UAV Industries (UAVI), the Western Cape’s only drone pilot training centre, has released its first batch of 14 graduates. These are the first certified trained pilots who are authorised to fly drones in the region. This spells the start of new jobs in the country for a brand new industry, with just four training schools currently in South Africa.
“People think that drones are just good for Cape Town’s booming film industry, but there are a wide diversity of industries that will need, and employ, certified drone pilots – agriculture, infrastructure, and utilities, for example. Anything that manned aviation does today that doesn’t involve the transportation of passengers will be taken over by drones over the next five to 10 years so there’s huge opportunities for the industry. Things are moving incredibly quickly,” says UAV Industries chief instructor, Greg Donaldson.
UAV Industries has assumed first mover advantage in the Cape. On 23 December, the Civil Aviation provided UAV Industries with the certificate to train individuals as a Remote Training Organisation (RTO) under part 141 of the Civil Aviation regulations.
“Within the first week of January we had a lot of interest from potential drone pilots and we’ve been working with mainly experienced model aeroplane flyers to convert them into legal drone pilots. In the first eight weeks we’ve had over 50 people book through our courses and our first ‘recruits’ already certified and ready to earn,” adds Donaldson.
To fly a drone legally the operator needs three items of paperwork: the drone, pilot and company all need to be licenced.
“What we’re offering through our training school is the ability to licence the pilot and to get the equivalent in manned aviation of a commercial pilot’s licence. There is a pre-on site programme and then there’s two weeks full time on site between the ground school and flight school, totalling three to four weeks in total,” he says.
“There is a lot of detail and requirements that are needed for people to understand the airspace that one’s operating in. We need this time to shape expert flyers into commercial flyers. It’s not the ability so much to fly a drone, but it’s that concept of safe flying – all the risk assessments that go around a mission or a flight, and understanding how to integrate manned and unmanned aviation.
“Crucial in our course is airmanship. You can be the best radio control aircraft flyer, but you’ll fail our course if you don’t have situational awareness of, not just the drone, but the other users of the airspace around you – people on the ground, buildings, and property”.

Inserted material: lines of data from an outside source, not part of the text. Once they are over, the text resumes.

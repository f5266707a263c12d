use migration::runner;
use std::{env, fs, path::Path};
use util::config;

#[tokio::main]
async fn main() {
    let db_path = config::database_path();
    let url = format!("sqlite://{}?mode=rwc", db_path);

    match env::args().nth(1).as_deref() {
        Some("clean") => {
            remove_db_file(&db_path);
            return;
        }
        Some("fresh") => remove_db_file(&db_path),
        _ => {}
    }

    create_db_dir(&db_path);
    let db = sea_orm::Database::connect(&url)
        .await
        .expect("DB connection failed");

    if let Err(err) = runner::run_pending_migrations(&db).await {
        eprintln!("Migration failed: {}", err);
        std::process::exit(1);
    }
}

fn remove_db_file(path: &str) {
    let db_path = Path::new(path);
    if db_path.exists() {
        fs::remove_file(db_path).expect("Failed to delete DB file");
        println!("Deleted DB: {}", db_path.display());
    } else {
        println!("DB file does not exist: {}", db_path.display());
    }
}

fn create_db_dir(path: &str) {
    if let Some(parent) = Path::new(path).parent() {
        fs::create_dir_all(parent).expect("Failed to create DB directory");
    }
}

“For the final pass to get your licence, we bring a Civil Aviation designated examiner out from Johannesburg who tests out every single student to Civil Aviation standards and we will not recommend a student to that test unless they meet our standards – we haven’t had one student fail so far. It’s a very good measure. The designated examiner has been very complimentary of the standard which we train our students, specifically airmanship safety.”
As part of the course, UAV Industries facilitates the entire process with Civil Aviation to get their “red book” – the pilots licence, leaving the pilot to ensure they have a legal Remote Operating Company (ROC) and the drone is registered.
Being a drone pilot is a “future-proof job”. A large function of how much the pilot can expect to earn per day depends on the equipment with drones varying in size from the size of a smartphone to a motor car.